* **What you need to do**
Lines that contain the string "mask" are the ones to list; copy all of them from the records.

* **The records**

// SPDX-FileCopyrightText: © 2023 Tenstorrent Inc.
// SPDX-License-Identifier: Apache-2.0

//! Whole fabric addressing.
//!
//! A system address packs, from most to least significant,
//! `chip_y(6) | chip_x(6) | noc_y(6) | noc_x(6) | offset(36)`.
//! Every field is range checked, an out of range value is rejected rather than truncated.

use luwen_core::EthCoord;

use crate::error::PlatformError;

pub const CHIP_COORD_BITS: u32 = 6;
pub const NOC_COORD_BITS: u32 = 6;
pub const OFFSET_BITS: u32 = 36;

const NOC_X_SHIFT: u32 = OFFSET_BITS;
const NOC_Y_SHIFT: u32 = NOC_X_SHIFT + NOC_COORD_BITS;
const CHIP_X_SHIFT: u32 = NOC_Y_SHIFT + NOC_COORD_BITS;
const CHIP_Y_SHIFT: u32 = CHIP_X_SHIFT + CHIP_COORD_BITS;

#[inline]
const fn mask(bits: u32) -> u64 {
    (1 << bits) - 1
}

fn check_field(field: &'static str, value: u64, bits: u32) -> Result<u64, PlatformError> {
    if value > mask(bits) {
        return Err(PlatformError::AddressFieldOverflow { field, value, bits });
    }
    Ok(value)
}

/// Unpacked form of a system address.
#[derive(Clone, Copy, Debug, Default, Hash, PartialEq, Eq)]
pub struct NocAddr {
    pub chip_x: u8,
    pub chip_y: u8,
    pub noc_x: u8,
    pub noc_y: u8,
    pub offset: u64,
}

impl NocAddr {
    pub fn new(chip: &EthCoord, core: (u8, u8), offset: u64) -> Self {
        NocAddr {
            chip_x: chip.x,
            chip_y: chip.y,
            noc_x: core.0,
            noc_y: core.1,
            offset,
        }
    }

    pub fn encode(&self) -> Result<u64, PlatformError> {
        encode(self.chip_y, self.chip_x, self.noc_y, self.noc_x, self.offset)
    }

    pub fn decode(addr: u64) -> Self {
        let (chip_y, chip_x, noc_y, noc_x, offset) = decode(addr);
        NocAddr {
            chip_x,
            chip_y,
            noc_x,
            noc_y,
            offset,
        }
    }
}

pub fn encode(
    chip_y: u8,
    chip_x: u8,
    noc_y: u8,
    noc_x: u8,
    offset: u64,
) -> Result<u64, PlatformError> {
    let chip_y = check_field("chip_y", chip_y as u64, CHIP_COORD_BITS)?;
    let chip_x = check_field("chip_x", chip_x as u64, CHIP_COORD_BITS)?;
    let noc_y = check_field("noc_y", noc_y as u64, NOC_COORD_BITS)?;
    let noc_x = check_field("noc_x", noc_x as u64, NOC_COORD_BITS)?;
    let offset = check_field("offset", offset, OFFSET_BITS)?;

    Ok((chip_y << CHIP_Y_SHIFT)
        | (chip_x << CHIP_X_SHIFT)
        | (noc_y << NOC_Y_SHIFT)
        | (noc_x << NOC_X_SHIFT)
        | offset)
}

pub fn decode(addr: u64) -> (u8, u8, u8, u8, u64) {
    (
        ((addr >> CHIP_Y_SHIFT) & mask(CHIP_COORD_BITS)) as u8,
        ((addr >> CHIP_X_SHIFT) & mask(CHIP_COORD_BITS)) as u8,
        ((addr >> NOC_Y_SHIFT) & mask(NOC_COORD_BITS)) as u8,
        ((addr >> NOC_X_SHIFT) & mask(NOC_COORD_BITS)) as u8,
        addr & mask(OFFSET_BITS),
    )
}

/// The rack word carried next to a system address.
pub fn sys_rack(rack: u8, shelf: u8) -> u16 {
    ((shelf as u16) << 8) | rack as u16
}

pub fn decode_sys_rack(value: u16) -> (u8, u8) {
    ((value & 0xFF) as u8, (value >> 8) as u8)
}

#[cfg(test)]
mod tests {
    use super::*;

    #[test]
    fn roundtrip_at_field_limits() {
        let samples = [
            (0, 0, 0, 0, 0),
            (63, 63, 63, 63, mask(OFFSET_BITS)),
            (1, 2, 0, 9, 0x1104),
            (5, 0, 10, 0, 0x8_8003_0060),
            (0, 63, 6, 1, 0xF_FFFF_FFF0),
        ];

        for (chip_y, chip_x, noc_y, noc_x, offset) in samples {
            let addr = encode(chip_y, chip_x, noc_y, noc_x, offset).unwrap();
            assert_eq!(decode(addr), (chip_y, chip_x, noc_y, noc_x, offset));
        }
    }

    #[test]
    fn matches_shift_and_or_construction() {
        let mut expected = 3u64;
        expected = (expected << 6) | 4;
        expected = (expected << 6) | 0;
        expected = (expected << 6) | 9;
        expected = (expected << 36) | 0x1000;

        assert_eq!(encode(3, 4, 0, 9, 0x1000).unwrap(), expected);

        let addr = NocAddr::new(&EthCoord::new(4, 3, 0, 0), (9, 0), 0x1000);
        assert_eq!(addr.encode().unwrap(), expected);
        assert_eq!(NocAddr::decode(expected), addr);
    }

    #[test]
    fn out_of_range_fields_are_rejected() {
        let err = encode(64, 0, 0, 0, 0).unwrap_err();
        assert!(matches!(
            err,
            PlatformError::AddressFieldOverflow {
                field: "chip_y",
                value: 64,
                bits: 6
            }
        ));

        assert!(matches!(
            encode(0, 0, 0, 70, 0),
            Err(PlatformError::AddressFieldOverflow { field: "noc_x", .. })
        ));
        assert!(matches!(
            encode(0, 0, 0, 0, 1 << 36),
            Err(PlatformError::AddressFieldOverflow {
                field: "offset",
                ..
            })
        ));
    }

    #[test]
    fn rack_word() {
        assert_eq!(sys_rack(3, 1), 0x0103);
        assert_eq!(decode_sys_rack(0x0103), (3, 1));
    }
}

* **Exercise answer**
const fn mask(bits: u32) -> u64 {
    if value > mask(bits) {
        ((addr >> CHIP_Y_SHIFT) & mask(CHIP_COORD_BITS)) as u8,
        ((addr >> CHIP_X_SHIFT) & mask(CHIP_COORD_BITS)) as u8,
        ((addr >> NOC_Y_SHIFT) & mask(NOC_COORD_BITS)) as u8,
        ((addr >> NOC_X_SHIFT) & mask(NOC_COORD_BITS)) as u8,
        addr & mask(OFFSET_BITS),
            (63, 63, 63, 63, mask(OFFSET_BITS)),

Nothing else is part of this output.